[The problem] Repeat the material in full. Keep every line exactly as it is.

[Data to process]
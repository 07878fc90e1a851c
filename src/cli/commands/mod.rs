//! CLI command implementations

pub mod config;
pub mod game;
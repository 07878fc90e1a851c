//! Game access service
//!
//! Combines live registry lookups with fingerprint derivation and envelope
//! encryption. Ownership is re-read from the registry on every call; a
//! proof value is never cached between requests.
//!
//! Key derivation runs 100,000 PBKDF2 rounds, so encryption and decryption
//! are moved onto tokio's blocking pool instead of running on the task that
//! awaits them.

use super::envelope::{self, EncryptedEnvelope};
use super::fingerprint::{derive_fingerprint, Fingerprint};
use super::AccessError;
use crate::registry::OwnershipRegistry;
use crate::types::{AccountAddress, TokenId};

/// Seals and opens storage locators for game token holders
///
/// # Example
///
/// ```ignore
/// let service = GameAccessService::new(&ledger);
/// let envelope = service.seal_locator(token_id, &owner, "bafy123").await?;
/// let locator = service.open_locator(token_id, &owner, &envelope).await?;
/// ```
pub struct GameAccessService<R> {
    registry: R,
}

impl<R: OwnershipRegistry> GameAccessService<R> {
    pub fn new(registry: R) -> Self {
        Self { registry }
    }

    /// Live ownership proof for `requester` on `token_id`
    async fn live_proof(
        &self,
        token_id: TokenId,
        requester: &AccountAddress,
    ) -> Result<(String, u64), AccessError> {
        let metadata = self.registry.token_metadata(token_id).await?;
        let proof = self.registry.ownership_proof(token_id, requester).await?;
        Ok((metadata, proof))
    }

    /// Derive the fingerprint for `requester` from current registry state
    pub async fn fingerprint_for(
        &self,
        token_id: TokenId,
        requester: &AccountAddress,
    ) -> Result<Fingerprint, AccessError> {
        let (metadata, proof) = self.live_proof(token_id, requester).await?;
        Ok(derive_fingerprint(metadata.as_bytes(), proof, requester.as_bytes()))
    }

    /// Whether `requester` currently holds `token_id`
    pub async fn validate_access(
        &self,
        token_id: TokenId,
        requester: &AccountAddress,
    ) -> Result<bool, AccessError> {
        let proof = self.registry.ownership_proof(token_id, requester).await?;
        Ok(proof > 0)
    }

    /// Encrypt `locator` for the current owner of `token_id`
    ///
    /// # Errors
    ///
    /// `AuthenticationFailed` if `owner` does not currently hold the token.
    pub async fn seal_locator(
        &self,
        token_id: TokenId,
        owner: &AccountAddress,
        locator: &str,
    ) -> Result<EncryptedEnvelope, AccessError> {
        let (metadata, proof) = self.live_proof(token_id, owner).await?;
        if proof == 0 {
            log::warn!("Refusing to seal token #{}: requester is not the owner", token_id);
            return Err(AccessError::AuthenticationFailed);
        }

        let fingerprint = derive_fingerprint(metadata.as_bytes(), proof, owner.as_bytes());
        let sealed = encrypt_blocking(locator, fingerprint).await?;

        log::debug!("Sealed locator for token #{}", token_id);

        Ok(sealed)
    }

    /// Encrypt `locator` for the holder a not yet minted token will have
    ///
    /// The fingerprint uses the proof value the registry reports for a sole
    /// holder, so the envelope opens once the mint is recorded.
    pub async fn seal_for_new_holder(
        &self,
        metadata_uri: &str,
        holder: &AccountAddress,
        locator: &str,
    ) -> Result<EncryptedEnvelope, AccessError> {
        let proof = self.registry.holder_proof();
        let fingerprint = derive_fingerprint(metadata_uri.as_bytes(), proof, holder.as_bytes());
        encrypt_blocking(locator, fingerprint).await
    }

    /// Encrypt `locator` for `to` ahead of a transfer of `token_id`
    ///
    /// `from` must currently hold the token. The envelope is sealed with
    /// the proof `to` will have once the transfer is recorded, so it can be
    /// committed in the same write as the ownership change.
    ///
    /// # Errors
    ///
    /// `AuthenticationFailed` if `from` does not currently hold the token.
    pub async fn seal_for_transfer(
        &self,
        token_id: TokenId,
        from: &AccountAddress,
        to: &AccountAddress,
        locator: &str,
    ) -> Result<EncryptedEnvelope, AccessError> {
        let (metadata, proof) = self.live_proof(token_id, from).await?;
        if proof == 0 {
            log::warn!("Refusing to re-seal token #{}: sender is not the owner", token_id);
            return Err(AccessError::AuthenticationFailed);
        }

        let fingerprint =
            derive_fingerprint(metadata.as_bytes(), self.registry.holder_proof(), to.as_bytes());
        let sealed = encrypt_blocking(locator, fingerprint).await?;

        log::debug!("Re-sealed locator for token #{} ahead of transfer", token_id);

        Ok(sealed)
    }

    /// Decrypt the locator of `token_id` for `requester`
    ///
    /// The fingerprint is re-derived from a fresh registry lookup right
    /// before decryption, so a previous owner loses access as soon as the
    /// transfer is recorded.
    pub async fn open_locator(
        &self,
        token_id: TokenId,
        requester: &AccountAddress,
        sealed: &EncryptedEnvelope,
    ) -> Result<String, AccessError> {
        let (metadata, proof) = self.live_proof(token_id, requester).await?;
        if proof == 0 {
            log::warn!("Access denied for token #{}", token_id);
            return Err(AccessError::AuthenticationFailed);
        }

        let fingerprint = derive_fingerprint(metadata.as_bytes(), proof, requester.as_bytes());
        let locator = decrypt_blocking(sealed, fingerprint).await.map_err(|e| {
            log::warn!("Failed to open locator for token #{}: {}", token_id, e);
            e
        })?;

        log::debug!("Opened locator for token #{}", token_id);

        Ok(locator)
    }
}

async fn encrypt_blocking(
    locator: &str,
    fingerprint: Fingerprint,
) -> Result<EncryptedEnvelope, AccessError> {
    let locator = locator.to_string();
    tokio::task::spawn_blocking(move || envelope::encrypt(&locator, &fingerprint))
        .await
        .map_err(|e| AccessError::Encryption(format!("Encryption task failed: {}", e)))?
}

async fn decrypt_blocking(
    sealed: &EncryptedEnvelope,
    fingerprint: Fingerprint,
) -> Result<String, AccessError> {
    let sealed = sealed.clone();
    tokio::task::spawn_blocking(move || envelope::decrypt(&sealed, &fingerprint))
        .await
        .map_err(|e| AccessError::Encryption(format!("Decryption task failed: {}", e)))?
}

[Answer below]
repository 07878fc90e1a851c
filename src/cli/commands/mod.rs
//! CLI command implementations

pub mod config;
pub mod game;
repository 07878fc90e1a851c
//! Game access service
//!
//! Combines live registry lookups with fingerprint derivation and envelope
//! encryption. Ownership is re-read from the registry on every call; a
//! proof value is never cached between requests.
//!
//! Key derivation runs 100,000 PBKDF2 rounds, so encryption and decryption
//! are moved onto tokio's blocking pool instead of running on the task that
//! awaits them.

use super::envelope::{self, EncryptedEnvelope};
use super::fingerprint::{derive_fingerprint, Fingerprint};
use super::AccessError;
use crate::registry::OwnershipRegistry;
use crate::types::{AccountAddress, TokenId};

/// Seals and opens storage locators for game token holders
///
/// # Example
///
/// ```ignore
/// let service = GameAccessService::new(&ledger);
/// let envelope = service.seal_locator(token_id, &owner, "bafy123").await?;
/// let locator = service.open_locator(token_id, &owner, &envelope).await?;
/// ```
pub struct GameAccessService<R> {
    registry: R,
}

impl<R: OwnershipRegistry> GameAccessService<R> {
    pub fn new(registry: R) -> Self {
        Self { registry }
    }

    /// Live ownership proof for `requester` on `token_id`
    async fn live_proof(
        &self,
        token_id: TokenId,
        requester: &AccountAddress,
    ) -> Result<(String, u64), AccessError> {
        let metadata = self.registry.token_metadata(token_id).await?;
        let proof = self.registry.ownership_proof(token_id, requester).await?;
        Ok((metadata, proof))
    }

    /// Derive the fingerprint for `requester` from current registry state
    pub async fn fingerprint_for(
        &self,
        token_id: TokenId,
        requester: &AccountAddress,
    ) -> Result<Fingerprint, AccessError> {
        let (metadata, proof) = self.live_proof(token_id, requester).await?;
        Ok(derive_fingerprint(metadata.as_bytes(), proof, requester.as_bytes()))
    }

    /// Whether `requester` currently holds `token_id`
    pub async fn validate_access(
        &self,
        token_id: TokenId,
        requester: &AccountAddress,
    ) -> Result<bool, AccessError> {
        let proof = self.registry.ownership_proof(token_id, requester).await?;
        Ok(proof > 0)
    }

    /// Encrypt `locator` for the current owner of `token_id`
    ///
    /// # Errors
    ///
    /// `AuthenticationFailed` if `owner` does not currently hold the token.
    pub async fn seal_locator(
        &self,
        token_id: TokenId,
        owner: &AccountAddress,
        locator: &str,
    ) -> Result<EncryptedEnvelope, AccessError> {
        let (metadata, proof) = self.live_proof(token_id, owner).await?;
        if proof == 0 {
            log::warn!("Refusing to seal token #{}: requester is not the owner", token_id);
            return Err(AccessError::AuthenticationFailed);
        }

        let fingerprint = derive_fingerprint(metadata.as_bytes(), proof, owner.as_bytes());
        let sealed = encrypt_blocking(locator, fingerprint).await?;

        log::debug!("Sealed locator for token #{}", token_id);

        Ok(sealed)
    }

    /// Encrypt `locator` for the holder a not yet minted token will have
    ///
    /// The fingerprint uses the proof value the registry reports for a sole
    /// holder, so the envelope opens once the mint is recorded.
    pub async fn seal_for_new_holder(
        &self,
        metadata_uri: &str,
        holder: &AccountAddress,
        locator: &str,
    ) -> Result<EncryptedEnvelope, AccessError> {
        let proof = self.registry.holder_proof();
        let fingerprint = derive_fingerprint(metadata_uri.as_bytes(), proof, holder.as_bytes());
        encrypt_blocking(locator, fingerprint).await
    }

    /// Encrypt `locator` for `to` ahead of a transfer of `token_id`
    ///
    /// `from` must currently hold the token. The envelope is sealed with
    /// the proof `to` will have once the transfer is recorded, so it can be
    /// committed in the same write as the ownership change.
    ///
    /// # Errors
    ///
    /// `AuthenticationFailed` if `from` does not currently hold the token.
    pub async fn seal_for_transfer(
        &self,
        token_id: TokenId,
        from: &AccountAddress,
        to: &AccountAddress,
        locator: &str,
    ) -> Result<EncryptedEnvelope, AccessError> {
        let (metadata, proof) = self.live_proof(token_id, from).await?;
        if proof == 0 {
            log::warn!("Refusing to re-seal token #{}: sender is not the owner", token_id);
            return Err(AccessError::AuthenticationFailed);
        }

        let fingerprint =
            derive_fingerprint(metadata.as_bytes(), self.registry.holder_proof(), to.as_bytes());
        let sealed = encrypt_blocking(locator, fingerprint).await?;

        log::debug!("Re-sealed locator for token #{} ahead of transfer", token_id);

        Ok(sealed)
    }

    /// Decrypt the locator of `token_id` for `requester`
    ///
    /// The fingerprint is re-derived from a fresh registry lookup right
    /// before decryption, so a previous owner loses access as soon as the
    /// transfer is recorded.
    pub async fn open_locator(
        &self,
        token_id: TokenId,
        requester: &AccountAddress,
        sealed: &EncryptedEnvelope,
    ) -> Result<String, AccessError> {
        let (metadata, proof) = self.live_proof(token_id, requester).await?;
        if proof == 0 {
            log::warn!("Access denied for token #{}", token_id);
            return Err(AccessError::AuthenticationFailed);
        }

        let fingerprint = derive_fingerprint(metadata.as_bytes(), proof, requester.as_bytes());
        let locator = decrypt_blocking(sealed, fingerprint).await.map_err(|e| {
            log::warn!("Failed to open locator for token #{}: {}", token_id, e);
            e
        })?;

        log::debug!("Opened locator for token #{}", token_id);

        Ok(locator)
    }
}

async fn encrypt_blocking(
    locator: &str,
    fingerprint: Fingerprint,
) -> Result<EncryptedEnvelope, AccessError> {
    let locator = locator.to_string();
    tokio::task::spawn_blocking(move || envelope::encrypt(&locator, &fingerprint))
        .await
        .map_err(|e| AccessError::Encryption(format!("Encryption task failed: {}", e)))?
}

async fn decrypt_blocking(
    sealed: &EncryptedEnvelope,
    fingerprint: Fingerprint,
) -> Result<String, AccessError> {
    let sealed = sealed.clone();
    tokio::task::spawn_blocking(move || envelope::decrypt(&sealed, &fingerprint))
        .await
        .map_err(|e| AccessError::Encryption(format!("Decryption task failed: {}", e)))?
}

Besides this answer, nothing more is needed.